BEGIN Material provided

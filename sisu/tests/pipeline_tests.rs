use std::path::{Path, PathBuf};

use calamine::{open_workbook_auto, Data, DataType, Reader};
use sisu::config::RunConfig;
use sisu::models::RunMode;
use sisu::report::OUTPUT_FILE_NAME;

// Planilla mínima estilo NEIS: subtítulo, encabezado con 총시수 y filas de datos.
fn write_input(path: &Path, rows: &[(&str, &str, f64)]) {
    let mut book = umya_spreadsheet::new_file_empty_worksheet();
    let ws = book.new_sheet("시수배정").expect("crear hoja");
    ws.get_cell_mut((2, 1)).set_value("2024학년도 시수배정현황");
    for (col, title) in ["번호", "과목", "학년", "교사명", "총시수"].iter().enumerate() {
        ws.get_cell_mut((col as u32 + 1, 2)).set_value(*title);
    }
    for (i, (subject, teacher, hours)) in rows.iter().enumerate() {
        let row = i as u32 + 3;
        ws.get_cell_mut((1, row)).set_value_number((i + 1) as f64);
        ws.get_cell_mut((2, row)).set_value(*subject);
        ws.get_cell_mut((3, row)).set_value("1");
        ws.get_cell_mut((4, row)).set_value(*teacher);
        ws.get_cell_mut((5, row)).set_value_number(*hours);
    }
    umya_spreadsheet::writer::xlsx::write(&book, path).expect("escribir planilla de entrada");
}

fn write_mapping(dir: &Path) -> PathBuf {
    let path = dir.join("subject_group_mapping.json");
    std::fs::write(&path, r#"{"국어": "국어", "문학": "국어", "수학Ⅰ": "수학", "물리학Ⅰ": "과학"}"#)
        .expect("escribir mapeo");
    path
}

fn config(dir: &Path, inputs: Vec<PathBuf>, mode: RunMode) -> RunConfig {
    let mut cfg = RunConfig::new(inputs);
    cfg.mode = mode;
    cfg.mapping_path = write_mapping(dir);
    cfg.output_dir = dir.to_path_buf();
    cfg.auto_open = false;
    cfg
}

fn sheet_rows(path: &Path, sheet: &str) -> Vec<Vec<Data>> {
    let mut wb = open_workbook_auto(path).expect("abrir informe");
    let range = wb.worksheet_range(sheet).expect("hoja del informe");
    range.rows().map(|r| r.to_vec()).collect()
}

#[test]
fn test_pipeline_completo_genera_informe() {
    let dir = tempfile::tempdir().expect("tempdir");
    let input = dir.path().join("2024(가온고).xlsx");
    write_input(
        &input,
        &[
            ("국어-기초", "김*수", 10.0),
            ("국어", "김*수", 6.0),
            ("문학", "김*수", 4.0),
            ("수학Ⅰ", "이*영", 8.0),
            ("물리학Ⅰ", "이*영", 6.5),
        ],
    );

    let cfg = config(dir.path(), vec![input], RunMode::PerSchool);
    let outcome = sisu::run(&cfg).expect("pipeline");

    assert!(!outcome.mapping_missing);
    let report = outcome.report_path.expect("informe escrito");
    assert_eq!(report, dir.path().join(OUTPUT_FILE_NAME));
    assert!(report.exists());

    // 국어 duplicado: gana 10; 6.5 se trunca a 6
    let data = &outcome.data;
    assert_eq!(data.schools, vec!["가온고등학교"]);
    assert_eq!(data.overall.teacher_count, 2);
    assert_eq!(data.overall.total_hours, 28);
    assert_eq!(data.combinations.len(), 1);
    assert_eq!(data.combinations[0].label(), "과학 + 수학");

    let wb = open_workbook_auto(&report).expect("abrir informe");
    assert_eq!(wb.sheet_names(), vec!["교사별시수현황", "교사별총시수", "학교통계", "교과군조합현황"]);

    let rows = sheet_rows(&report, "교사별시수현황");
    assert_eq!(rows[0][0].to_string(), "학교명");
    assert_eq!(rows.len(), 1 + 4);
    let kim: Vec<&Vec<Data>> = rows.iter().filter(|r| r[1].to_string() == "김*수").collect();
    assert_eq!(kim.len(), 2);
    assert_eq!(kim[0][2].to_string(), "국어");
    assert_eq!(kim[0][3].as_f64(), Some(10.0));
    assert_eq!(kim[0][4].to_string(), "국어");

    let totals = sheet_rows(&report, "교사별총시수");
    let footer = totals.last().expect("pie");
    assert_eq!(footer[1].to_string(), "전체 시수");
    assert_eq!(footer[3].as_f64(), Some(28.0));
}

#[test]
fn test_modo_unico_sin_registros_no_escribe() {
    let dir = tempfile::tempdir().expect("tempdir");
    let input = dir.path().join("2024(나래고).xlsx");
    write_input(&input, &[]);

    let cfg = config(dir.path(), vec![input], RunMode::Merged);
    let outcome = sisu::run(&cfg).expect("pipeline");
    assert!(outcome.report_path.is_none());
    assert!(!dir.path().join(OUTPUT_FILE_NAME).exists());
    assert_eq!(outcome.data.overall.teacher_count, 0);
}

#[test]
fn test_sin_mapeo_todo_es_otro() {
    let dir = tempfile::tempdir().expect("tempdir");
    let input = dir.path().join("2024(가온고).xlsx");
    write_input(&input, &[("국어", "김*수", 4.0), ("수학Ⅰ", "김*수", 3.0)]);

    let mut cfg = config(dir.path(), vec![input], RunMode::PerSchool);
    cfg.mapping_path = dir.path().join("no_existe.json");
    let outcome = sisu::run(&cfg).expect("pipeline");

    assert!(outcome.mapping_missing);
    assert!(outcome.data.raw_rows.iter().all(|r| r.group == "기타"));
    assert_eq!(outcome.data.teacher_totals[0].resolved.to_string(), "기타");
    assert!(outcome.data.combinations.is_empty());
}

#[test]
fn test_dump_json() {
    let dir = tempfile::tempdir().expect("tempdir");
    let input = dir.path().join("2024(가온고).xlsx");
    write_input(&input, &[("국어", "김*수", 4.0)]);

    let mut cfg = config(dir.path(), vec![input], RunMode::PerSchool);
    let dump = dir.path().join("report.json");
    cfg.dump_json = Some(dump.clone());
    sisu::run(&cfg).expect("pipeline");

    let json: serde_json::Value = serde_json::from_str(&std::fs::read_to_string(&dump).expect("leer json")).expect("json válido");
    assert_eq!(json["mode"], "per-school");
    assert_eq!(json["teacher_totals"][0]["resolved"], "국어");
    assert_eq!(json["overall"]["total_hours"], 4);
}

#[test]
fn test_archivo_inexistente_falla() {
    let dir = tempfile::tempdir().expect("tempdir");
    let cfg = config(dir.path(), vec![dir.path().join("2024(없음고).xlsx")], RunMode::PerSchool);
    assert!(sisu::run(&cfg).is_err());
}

END Material provided

Please show the lines in the entries above that hold the string "교사별시수현황".

    assert_eq!(wb.sheet_names(), vec!["교사별시수현황", "교사별총시수", "학교통계", "교과군조합현황"]);
    let rows = sheet_rows(&report, "교사별시수현황");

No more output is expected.